● EXERCISE DIRECTIONS: Find every line in the data that contains the word "first". Return each of those lines.

Collected data entries:

____

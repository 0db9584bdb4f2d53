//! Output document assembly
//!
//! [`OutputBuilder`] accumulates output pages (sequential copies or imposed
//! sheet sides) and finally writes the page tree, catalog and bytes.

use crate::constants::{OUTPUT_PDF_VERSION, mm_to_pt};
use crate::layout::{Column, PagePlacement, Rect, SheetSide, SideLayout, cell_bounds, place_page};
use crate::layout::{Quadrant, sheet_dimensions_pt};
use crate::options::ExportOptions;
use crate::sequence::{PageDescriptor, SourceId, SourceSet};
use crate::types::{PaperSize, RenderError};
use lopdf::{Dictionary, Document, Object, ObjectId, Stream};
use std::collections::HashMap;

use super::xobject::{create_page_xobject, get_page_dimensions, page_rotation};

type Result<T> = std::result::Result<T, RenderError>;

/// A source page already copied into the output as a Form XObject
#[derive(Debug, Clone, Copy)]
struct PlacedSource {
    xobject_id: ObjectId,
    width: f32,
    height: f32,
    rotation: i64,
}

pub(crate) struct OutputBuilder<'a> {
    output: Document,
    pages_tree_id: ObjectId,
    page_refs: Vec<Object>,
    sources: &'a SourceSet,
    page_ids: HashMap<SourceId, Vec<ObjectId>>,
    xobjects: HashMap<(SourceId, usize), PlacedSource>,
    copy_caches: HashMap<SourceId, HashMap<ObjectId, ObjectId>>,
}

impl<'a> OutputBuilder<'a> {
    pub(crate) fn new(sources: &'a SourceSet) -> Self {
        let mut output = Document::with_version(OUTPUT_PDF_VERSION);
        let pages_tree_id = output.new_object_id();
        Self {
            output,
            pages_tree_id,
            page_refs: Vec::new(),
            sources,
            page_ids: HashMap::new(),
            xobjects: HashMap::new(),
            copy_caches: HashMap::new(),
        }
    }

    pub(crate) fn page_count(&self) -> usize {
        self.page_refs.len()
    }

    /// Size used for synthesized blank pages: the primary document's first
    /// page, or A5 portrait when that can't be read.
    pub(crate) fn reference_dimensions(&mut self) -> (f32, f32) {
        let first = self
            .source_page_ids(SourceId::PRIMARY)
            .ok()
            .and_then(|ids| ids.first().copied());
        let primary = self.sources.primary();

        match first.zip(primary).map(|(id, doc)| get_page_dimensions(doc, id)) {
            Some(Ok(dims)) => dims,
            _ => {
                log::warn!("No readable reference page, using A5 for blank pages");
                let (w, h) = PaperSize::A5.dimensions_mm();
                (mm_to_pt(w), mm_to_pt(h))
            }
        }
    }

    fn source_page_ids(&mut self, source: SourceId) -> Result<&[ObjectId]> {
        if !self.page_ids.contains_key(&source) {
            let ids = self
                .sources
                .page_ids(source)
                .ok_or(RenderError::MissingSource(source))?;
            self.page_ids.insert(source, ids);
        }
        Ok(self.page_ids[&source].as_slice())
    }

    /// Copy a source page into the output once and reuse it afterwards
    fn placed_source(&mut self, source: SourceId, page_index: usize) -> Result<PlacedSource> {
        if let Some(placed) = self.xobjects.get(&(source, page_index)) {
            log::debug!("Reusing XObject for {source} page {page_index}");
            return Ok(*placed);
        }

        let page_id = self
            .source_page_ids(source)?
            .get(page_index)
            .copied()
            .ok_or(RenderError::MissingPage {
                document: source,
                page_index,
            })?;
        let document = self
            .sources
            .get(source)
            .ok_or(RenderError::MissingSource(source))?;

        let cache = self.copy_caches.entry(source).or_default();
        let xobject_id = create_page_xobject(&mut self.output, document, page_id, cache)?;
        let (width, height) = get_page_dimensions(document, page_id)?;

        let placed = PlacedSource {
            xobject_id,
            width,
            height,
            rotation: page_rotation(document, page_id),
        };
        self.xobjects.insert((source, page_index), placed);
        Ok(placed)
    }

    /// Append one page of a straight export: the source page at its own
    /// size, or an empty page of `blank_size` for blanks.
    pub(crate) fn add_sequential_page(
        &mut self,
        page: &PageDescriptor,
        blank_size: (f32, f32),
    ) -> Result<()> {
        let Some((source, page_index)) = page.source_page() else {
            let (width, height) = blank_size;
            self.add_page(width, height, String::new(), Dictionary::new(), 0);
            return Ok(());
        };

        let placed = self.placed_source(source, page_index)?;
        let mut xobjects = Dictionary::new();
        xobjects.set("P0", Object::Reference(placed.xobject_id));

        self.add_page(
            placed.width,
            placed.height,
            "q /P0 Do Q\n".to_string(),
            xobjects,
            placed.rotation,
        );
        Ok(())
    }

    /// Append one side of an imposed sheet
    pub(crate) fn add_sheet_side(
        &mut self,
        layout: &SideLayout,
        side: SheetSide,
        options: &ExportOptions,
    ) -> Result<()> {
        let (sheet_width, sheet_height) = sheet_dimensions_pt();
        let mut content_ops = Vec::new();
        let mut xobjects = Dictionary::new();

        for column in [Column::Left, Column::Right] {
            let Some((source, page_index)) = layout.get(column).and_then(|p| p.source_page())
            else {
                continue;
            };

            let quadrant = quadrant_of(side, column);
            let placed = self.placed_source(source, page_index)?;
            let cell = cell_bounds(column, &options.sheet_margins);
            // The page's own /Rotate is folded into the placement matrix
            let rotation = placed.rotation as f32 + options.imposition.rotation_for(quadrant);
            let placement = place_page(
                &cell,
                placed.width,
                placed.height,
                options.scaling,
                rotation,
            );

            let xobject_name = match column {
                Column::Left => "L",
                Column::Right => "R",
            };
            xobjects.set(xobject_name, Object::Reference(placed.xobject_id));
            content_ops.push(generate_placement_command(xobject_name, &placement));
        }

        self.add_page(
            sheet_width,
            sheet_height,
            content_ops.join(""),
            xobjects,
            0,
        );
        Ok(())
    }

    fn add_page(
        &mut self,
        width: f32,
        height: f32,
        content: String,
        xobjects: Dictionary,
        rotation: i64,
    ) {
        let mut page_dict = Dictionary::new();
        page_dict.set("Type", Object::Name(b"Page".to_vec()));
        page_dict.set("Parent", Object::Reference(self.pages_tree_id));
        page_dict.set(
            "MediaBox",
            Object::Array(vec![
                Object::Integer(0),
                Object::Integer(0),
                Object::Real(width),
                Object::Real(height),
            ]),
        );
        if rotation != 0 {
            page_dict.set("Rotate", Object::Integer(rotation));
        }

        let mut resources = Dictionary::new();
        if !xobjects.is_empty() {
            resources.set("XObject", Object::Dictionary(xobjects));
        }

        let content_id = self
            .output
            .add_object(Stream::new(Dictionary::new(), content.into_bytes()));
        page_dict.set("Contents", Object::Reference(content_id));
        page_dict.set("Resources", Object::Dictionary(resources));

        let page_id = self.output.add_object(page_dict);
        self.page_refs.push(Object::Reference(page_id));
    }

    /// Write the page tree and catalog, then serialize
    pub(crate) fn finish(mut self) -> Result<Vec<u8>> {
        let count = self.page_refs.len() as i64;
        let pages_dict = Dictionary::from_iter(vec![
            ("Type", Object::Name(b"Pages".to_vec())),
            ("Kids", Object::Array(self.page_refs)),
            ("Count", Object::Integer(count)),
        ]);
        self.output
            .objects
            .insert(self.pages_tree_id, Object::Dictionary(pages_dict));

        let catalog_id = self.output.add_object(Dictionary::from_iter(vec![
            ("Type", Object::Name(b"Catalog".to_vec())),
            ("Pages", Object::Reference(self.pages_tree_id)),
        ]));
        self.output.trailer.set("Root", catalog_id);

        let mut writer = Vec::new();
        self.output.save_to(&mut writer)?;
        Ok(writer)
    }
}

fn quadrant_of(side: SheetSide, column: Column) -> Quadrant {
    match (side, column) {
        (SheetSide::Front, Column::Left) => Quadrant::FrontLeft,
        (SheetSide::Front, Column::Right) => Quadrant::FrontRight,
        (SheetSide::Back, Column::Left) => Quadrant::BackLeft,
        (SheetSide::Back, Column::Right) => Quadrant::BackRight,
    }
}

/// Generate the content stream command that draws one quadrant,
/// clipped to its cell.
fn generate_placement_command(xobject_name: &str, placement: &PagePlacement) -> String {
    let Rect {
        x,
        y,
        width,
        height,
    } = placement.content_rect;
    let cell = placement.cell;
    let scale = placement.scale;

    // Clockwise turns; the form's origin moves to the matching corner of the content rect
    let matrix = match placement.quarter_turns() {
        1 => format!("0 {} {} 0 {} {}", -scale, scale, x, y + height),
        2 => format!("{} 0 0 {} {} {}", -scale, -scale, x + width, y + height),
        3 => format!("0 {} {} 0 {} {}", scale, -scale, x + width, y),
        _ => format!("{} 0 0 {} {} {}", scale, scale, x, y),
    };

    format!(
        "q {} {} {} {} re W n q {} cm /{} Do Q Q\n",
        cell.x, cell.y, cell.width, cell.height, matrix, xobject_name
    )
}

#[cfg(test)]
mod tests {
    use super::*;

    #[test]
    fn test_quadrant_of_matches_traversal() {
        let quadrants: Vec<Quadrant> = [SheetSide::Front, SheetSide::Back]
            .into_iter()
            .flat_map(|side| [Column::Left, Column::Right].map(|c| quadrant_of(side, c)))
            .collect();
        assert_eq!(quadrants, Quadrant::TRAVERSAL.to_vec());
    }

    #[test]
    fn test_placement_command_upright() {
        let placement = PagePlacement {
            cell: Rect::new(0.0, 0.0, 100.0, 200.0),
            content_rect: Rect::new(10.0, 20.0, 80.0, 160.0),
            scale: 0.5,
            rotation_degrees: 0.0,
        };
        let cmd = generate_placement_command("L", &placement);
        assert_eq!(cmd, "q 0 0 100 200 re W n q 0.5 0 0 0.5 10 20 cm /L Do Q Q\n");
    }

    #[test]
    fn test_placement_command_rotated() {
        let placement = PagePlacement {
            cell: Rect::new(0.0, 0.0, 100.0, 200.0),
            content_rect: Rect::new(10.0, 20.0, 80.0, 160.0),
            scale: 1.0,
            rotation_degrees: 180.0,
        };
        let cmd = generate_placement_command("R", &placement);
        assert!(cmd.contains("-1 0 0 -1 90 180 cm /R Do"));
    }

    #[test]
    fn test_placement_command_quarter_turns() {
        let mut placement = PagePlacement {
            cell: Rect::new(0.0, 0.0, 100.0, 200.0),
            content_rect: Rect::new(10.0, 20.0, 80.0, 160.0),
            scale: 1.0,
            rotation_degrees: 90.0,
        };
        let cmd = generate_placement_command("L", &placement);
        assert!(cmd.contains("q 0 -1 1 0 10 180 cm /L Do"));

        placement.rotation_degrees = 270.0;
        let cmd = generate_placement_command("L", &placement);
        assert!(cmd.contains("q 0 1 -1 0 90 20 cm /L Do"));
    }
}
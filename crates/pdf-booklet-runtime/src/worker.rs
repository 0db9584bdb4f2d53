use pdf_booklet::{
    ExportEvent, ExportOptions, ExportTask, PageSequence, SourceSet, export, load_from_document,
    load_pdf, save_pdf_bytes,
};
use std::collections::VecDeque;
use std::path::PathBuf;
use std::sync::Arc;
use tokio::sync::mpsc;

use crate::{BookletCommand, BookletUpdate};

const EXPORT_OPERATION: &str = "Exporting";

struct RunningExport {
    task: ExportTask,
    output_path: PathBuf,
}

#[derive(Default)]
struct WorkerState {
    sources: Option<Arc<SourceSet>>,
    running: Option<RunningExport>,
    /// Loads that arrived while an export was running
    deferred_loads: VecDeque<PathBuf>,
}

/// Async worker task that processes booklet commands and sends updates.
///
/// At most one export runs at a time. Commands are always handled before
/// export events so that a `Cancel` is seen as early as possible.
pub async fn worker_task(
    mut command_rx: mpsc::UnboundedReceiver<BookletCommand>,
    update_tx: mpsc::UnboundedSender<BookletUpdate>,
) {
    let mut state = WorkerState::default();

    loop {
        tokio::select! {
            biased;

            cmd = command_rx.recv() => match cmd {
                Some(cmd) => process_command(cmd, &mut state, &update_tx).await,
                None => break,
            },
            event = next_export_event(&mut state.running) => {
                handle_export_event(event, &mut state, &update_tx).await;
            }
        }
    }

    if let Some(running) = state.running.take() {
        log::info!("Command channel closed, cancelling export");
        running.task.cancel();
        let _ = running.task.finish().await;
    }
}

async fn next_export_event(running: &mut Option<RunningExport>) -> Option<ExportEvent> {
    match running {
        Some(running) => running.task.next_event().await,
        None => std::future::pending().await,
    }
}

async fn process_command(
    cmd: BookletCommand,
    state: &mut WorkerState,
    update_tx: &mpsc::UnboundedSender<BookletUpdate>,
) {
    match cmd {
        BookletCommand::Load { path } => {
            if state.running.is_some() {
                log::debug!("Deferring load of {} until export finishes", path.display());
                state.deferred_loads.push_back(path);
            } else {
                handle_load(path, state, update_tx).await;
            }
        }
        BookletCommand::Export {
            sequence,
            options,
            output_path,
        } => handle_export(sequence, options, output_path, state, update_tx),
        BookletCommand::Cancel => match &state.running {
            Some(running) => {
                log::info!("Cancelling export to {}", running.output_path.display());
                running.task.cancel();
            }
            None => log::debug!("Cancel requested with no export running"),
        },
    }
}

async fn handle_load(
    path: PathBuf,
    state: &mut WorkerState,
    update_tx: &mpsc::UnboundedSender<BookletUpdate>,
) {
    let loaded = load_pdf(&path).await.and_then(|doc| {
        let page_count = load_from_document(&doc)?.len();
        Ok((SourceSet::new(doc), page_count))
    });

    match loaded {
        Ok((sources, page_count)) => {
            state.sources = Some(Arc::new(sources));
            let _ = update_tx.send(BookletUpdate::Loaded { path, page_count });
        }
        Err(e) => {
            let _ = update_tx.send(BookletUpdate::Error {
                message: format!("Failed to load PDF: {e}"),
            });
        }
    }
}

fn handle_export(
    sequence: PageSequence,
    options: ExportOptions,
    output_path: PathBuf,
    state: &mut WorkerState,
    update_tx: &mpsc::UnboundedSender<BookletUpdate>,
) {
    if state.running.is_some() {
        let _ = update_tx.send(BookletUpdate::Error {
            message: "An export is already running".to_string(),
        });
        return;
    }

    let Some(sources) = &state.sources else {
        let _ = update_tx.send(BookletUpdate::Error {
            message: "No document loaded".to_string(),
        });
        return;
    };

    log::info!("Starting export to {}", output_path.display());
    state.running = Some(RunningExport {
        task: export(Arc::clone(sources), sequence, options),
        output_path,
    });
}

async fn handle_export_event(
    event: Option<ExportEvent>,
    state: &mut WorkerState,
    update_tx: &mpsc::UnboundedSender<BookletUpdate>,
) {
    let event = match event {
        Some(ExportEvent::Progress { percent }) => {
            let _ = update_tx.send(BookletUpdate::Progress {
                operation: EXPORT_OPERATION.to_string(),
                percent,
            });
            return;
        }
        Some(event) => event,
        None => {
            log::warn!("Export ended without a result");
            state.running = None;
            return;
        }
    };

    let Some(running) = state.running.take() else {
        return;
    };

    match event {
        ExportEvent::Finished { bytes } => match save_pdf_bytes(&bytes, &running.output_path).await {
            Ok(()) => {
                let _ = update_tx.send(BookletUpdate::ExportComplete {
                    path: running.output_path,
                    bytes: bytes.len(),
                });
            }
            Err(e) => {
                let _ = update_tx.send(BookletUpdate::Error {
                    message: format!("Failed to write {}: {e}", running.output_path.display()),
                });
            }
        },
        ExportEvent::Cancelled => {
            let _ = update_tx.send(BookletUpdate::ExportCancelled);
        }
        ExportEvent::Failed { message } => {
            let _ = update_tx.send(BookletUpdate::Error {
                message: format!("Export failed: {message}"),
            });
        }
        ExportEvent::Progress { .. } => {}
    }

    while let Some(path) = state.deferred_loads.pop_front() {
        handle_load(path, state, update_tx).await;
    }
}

____

● ANSWER BOX:
    /// Size used for synthesized blank pages: the primary document's first
        let first = self
            .and_then(|ids| ids.first().copied());
        match first.zip(primary).map(|(id, doc)| get_page_dimensions(doc, id)) {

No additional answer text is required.